Nonablative Er:YAG Laser Treatment of Androgenetic Alopecia: A Clinical Observation
Abstract
Background and Aim: Androgenetic alopecia (AGA) is a common hair disorder with a low cure rate. Nonablative Er:YAG laser therapy is a novel treatment modality for AGA, representing an alternative to pharmacological and surgical treatment. To date, several small scale studies employing this laser treatment have demonstrated good results but the evidence is still limited. The aim of this study was to evaluate effectiveness and safety of a nonablative 2940 nm Er:YAG laser for treating AGA in female and male patients with both early and advanced stages of AGA.
Methods: Patients (22 male and 10 female) with active AGA were treated with 2940 nm nonablative Er:YAG laser (SMOOTH™ mode, 7 mm spot size, 7.5–10 J/cm2, and frequency 2.5 Hz). Efficacy of treatment was evaluated clinically on a scale of 0–10 and with blind evaluation of hair appearance as seen in global photographs. Global photographs were taken before treatment and at 1-month follow-up and evaluated on a 5-point scale. Patient satisfaction was evaluated with a questionnaire on a scale from 0 to 3 and pain during treatment was evaluated with a pain scale from 0 to 10.
Results: Median clinical improvement was 6 (1–9), median satisfaction score was 3 (0–3), and median pain degree was 3 (0–10). According to blind evaluation, hair appearance at the 1-month FU was better in 63% and much better in 9% of the patients compared with the baseline. No adverse reactions were reported.
Conclusions: The results of this study corroborate the effectiveness of treatment with nonablative Er:YAG laser therapy for AGA. Six biweekly sessions resulted in general patient satisfaction and visible improvement in hair appearance.
1. Background
Androgenetic alopecia (AGA) is a very common hair disorder, characterized by a progressive decrease in hair density. Both men and women are affected, but with different hair loss patterns and prevalence. In China, the male and female prevalence rates are about 21% and 6%, respectively [1]. Typically, hair loss is greatest on the top of patient’s head and less on the sides while hair density in the occipital area remains normal.
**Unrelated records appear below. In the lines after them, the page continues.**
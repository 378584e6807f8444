use derive_more::{Display, Error};
use std::path::PathBuf;

pub type Error = exn::Exn<ErrorKind>;
pub type Result<T> = std::result::Result<T, Error>;

#[derive(Debug, Display, Error, Clone, PartialEq, Eq)]
pub enum ErrorKind {
    #[display("invalid configuration")]
    Config,
    #[display("storage backend `{_0}` is not enabled in this build")]
    Unsupported(#[error(not(source))] &'static str),
    #[display("could not open storage")]
    Storage,
    #[display("could not open job store")]
    Jobs,
    #[display("could not read {}", _0.display())]
    Read(#[error(not(source))] PathBuf),
    #[display("could not write {}", _0.display())]
    Write(#[error(not(source))] PathBuf),
    #[display("book generation failed")]
    Generation,
    #[display("could not print output")]
    Output,
}
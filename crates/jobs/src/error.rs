//! Job store error types.

use derive_more::{Display, Error};

pub type Error = exn::Exn<ErrorKind>;
pub type Result<T> = std::result::Result<T, Error>;

#[derive(Debug, Display, Error, Clone, PartialEq, Eq)]
pub enum ErrorKind {
    #[display("job database error")]
    Database,
    #[display("job database migration error")]
    Migration,
    #[display("job not found: {_0}")]
    NotFound(#[error(not(source))] String),
    /// A stored row cannot be turned back into a job.
    #[display("invalid job data: {_0}")]
    InvalidData(#[error(not(source))] &'static str),
}

impl ErrorKind {
    /// Returns `true` if retrying might succeed.
    pub fn is_retryable(&self) -> bool {
        // SQLITE_BUSY surfaces as a database error once the busy timeout
        // has elapsed; another attempt may well get the lock.
        matches!(self, ErrorKind::Database)
    }
}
The cure rate of this disease is low, which seriously affects the quality of daily life of patients. Current clinical treatments of AGA include various oral and topical pharmaceuticals and surgical hair transplantation. These treatment methods can achieve good results but are limited by possible adverse drug reactions, poor patient compliance, and recurrence after drug withdrawal and in case of surgery a poor postoperative hair density and high costs. Stimulation of hair growth by laser therapy represents an alternative treatment that has already demonstrated efficacy in hair restoration [2, 3], including the use of fractional ablative and nonablative Er:YAG lasers in AGA treatment [4, 5]. Despite of a steady increase in research interest on the laser treatment for hair loss [6–8], its mode of action is not precisely known. The presumed method of action involves microcoagulative wounds in the dermis [7], which evoke an immune response and wound repair [6]. Studies on murine models suggest that laser irradiation affects the hair cycle by promoting telogen to anagen transitions via cell signaling [9–11]. The laser may also affect the hair cycle through increased blood flow [12] to the dermal papilla [13], a major site of hair cycle regulation [4]. Effective hair growth stimulation in AGA patients with nonablative fractional laser treatments has already been reported [5, 14, 15], although the published studies are frequently limited by a small number of patients. Therefore, more studies are needed to contribute to the cumulative number of treated patients.
The aim of this study was to evaluate efficacy and safety of a nonablative Er:YAG laser for treating AGA. We employed an Er:YAG laser treatment in SMOOTH™ mode, which consists of trains of subablative laser pulses that result in a larger thermal effect compared with conventional Er:YAG laser settings [16].
2. Patients and Methods
2.1. Patients
Thirty-two patients were recruited from the outpatient department of dermatology of our hospital from May 2020 to January 2021. All patients were between the ages of 20–55, have met the AGA diagnostic criteria, had no history of systemic diseases or special medication history, and had not received any systemic or localized treatment for hair loss. All patients signed the informed consent form after understanding the nature of the trial.
2.2. Procedure
The 2940 nm Er:YAG laser treatment (Fotona, XS Dynamis, PS03X handpiece, SMOOTH mode) was performed every 2 weeks (0 W, 2 W, 4 W, 6 W, 8 W, and 10 W). Each patient received 6 laser treatments, with the following laser parameters: spot size 7 mm, energy 7.5–10 J/cm2, and frequency 2.5 Hz. In each treatment, 3–5 passes of laser beam were applied across the treated areas. Total treatment time was about 15 min. The end point was a slightly red scalp, with a small amount of white scales on the scalp. Efficacy was evaluated after 1 month from the last treatment (1 month follow-up). Patients were monitored for any adverse events.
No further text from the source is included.